# Stored data entries:
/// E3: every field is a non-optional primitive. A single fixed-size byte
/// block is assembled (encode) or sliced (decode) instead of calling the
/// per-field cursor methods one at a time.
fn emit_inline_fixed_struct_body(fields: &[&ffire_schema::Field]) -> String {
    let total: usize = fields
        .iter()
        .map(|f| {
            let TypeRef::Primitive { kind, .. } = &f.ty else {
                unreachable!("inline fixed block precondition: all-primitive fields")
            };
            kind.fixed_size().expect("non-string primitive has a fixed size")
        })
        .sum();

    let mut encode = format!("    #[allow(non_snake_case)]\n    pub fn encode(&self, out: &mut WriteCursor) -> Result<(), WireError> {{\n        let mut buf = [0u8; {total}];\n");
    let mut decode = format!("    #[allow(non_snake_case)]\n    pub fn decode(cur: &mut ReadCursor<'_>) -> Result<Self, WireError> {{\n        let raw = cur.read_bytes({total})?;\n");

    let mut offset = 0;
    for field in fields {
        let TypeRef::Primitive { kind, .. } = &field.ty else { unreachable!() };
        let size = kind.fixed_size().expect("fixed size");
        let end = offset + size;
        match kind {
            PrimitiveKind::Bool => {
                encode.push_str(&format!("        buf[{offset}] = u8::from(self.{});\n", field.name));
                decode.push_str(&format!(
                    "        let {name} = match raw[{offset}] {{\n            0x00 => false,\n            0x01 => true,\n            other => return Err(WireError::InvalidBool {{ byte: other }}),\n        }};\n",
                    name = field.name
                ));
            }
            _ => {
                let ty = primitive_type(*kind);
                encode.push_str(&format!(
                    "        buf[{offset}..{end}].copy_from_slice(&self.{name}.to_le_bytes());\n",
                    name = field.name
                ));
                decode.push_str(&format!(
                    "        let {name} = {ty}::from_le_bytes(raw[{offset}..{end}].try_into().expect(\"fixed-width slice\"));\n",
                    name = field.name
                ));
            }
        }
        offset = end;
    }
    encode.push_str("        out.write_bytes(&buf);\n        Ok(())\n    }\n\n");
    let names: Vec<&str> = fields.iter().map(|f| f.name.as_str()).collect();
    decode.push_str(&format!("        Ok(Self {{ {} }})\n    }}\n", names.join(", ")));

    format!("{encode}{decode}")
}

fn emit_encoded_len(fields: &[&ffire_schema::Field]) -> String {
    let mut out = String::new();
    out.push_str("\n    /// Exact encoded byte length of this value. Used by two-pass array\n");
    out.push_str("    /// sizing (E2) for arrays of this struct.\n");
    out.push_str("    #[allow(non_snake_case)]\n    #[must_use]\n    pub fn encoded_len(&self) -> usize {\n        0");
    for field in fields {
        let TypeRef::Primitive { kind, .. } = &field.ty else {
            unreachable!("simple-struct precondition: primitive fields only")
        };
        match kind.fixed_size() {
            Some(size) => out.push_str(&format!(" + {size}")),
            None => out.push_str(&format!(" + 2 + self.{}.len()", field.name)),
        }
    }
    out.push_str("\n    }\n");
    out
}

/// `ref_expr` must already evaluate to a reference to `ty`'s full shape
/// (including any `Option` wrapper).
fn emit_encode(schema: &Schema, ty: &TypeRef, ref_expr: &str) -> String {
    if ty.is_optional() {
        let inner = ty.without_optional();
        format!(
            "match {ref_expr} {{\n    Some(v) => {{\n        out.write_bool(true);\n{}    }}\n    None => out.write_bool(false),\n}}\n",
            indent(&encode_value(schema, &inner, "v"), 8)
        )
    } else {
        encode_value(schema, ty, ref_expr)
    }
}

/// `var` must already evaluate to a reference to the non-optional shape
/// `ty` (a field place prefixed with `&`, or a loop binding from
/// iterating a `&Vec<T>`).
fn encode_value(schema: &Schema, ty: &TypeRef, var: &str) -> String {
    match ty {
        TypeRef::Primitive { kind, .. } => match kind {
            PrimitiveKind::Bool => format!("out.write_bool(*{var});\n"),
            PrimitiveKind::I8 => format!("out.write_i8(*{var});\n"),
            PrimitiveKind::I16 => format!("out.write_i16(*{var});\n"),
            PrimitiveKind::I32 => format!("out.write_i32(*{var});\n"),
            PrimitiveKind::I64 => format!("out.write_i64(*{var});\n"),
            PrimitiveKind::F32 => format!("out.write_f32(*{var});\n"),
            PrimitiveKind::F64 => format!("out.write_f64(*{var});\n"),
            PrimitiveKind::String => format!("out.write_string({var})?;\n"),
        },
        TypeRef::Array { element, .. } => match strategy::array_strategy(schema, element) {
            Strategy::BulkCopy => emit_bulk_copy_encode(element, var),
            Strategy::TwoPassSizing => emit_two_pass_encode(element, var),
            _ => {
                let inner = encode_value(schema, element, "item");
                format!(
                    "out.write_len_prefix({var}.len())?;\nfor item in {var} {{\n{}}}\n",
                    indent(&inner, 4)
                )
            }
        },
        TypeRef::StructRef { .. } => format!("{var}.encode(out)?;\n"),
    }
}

--

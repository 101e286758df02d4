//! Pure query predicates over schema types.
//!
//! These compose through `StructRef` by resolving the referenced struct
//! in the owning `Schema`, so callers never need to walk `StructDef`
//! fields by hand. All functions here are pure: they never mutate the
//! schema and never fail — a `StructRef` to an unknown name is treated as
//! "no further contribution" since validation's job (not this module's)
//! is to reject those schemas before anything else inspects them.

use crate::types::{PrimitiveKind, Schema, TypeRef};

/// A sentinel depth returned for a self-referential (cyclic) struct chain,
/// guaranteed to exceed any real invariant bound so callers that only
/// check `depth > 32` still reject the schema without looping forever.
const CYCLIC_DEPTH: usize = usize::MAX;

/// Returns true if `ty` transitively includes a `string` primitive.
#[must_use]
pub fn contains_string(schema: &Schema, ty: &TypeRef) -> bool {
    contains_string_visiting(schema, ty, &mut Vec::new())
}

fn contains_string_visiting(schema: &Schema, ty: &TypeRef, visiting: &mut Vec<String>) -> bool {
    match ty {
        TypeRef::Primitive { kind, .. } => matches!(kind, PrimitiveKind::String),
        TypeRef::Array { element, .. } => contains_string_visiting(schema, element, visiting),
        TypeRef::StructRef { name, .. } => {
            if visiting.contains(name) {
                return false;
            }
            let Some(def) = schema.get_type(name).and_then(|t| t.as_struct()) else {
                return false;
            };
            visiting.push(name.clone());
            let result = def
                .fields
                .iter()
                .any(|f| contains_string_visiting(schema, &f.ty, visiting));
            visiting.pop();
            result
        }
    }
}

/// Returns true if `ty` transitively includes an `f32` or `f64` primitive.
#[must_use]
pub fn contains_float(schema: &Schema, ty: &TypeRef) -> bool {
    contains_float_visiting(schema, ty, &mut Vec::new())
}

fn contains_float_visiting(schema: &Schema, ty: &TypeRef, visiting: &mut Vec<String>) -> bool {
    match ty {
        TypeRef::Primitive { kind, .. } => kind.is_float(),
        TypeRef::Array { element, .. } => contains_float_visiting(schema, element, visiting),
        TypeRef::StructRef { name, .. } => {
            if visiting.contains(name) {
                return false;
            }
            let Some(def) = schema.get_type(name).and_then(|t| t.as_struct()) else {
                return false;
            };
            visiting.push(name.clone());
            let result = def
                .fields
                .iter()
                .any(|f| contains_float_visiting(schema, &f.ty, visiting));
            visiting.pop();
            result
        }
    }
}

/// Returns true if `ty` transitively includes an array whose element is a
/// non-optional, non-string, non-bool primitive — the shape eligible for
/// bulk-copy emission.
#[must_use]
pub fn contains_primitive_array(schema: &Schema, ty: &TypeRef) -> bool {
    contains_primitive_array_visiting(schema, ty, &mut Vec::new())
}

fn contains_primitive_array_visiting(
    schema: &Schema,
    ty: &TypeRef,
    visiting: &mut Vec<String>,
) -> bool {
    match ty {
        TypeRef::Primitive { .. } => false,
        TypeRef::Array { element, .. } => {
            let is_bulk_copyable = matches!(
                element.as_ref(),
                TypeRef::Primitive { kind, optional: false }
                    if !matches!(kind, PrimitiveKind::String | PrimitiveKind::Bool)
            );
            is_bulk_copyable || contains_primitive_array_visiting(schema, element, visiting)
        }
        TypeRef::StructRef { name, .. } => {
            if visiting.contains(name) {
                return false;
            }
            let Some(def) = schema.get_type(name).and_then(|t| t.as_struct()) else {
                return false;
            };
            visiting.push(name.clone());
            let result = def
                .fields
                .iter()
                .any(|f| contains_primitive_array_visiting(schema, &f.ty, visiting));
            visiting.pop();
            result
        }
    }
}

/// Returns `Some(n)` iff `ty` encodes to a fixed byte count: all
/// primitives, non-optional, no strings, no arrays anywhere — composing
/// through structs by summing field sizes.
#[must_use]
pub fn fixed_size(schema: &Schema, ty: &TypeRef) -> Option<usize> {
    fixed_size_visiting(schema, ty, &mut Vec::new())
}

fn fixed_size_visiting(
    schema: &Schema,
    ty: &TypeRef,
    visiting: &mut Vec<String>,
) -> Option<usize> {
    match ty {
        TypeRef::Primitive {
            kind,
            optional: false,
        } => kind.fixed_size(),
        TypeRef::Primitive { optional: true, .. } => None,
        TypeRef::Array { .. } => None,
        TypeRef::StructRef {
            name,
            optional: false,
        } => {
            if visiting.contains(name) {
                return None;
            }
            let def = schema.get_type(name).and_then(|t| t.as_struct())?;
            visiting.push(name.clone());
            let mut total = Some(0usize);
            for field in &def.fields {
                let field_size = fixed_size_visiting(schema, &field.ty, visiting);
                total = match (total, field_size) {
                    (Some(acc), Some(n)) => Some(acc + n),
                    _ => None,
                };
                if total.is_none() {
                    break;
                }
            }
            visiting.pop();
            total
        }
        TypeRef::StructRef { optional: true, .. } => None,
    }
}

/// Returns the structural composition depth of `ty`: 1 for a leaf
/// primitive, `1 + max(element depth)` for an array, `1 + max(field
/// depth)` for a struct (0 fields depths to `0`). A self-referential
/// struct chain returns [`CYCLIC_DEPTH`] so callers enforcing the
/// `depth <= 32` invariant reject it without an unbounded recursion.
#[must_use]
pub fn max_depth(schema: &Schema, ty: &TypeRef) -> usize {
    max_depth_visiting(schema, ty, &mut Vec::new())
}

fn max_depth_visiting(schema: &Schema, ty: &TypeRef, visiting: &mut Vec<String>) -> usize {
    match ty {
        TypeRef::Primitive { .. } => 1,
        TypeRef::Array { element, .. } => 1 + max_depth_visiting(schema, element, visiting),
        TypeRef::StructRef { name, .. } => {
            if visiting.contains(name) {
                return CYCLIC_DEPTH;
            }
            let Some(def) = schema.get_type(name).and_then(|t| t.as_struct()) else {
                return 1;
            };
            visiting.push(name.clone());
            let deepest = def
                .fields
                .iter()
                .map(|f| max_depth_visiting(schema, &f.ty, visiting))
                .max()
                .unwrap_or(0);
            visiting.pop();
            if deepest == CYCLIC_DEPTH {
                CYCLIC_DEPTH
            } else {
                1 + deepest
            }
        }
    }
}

# Aim of the exercise:
What this exercise asks for is every line of the data above with the word "invariant".

# Answer space:
/// guaranteed to exceed any real invariant bound so callers that only
/// `depth <= 32` invariant reject it without an unbounded recursion.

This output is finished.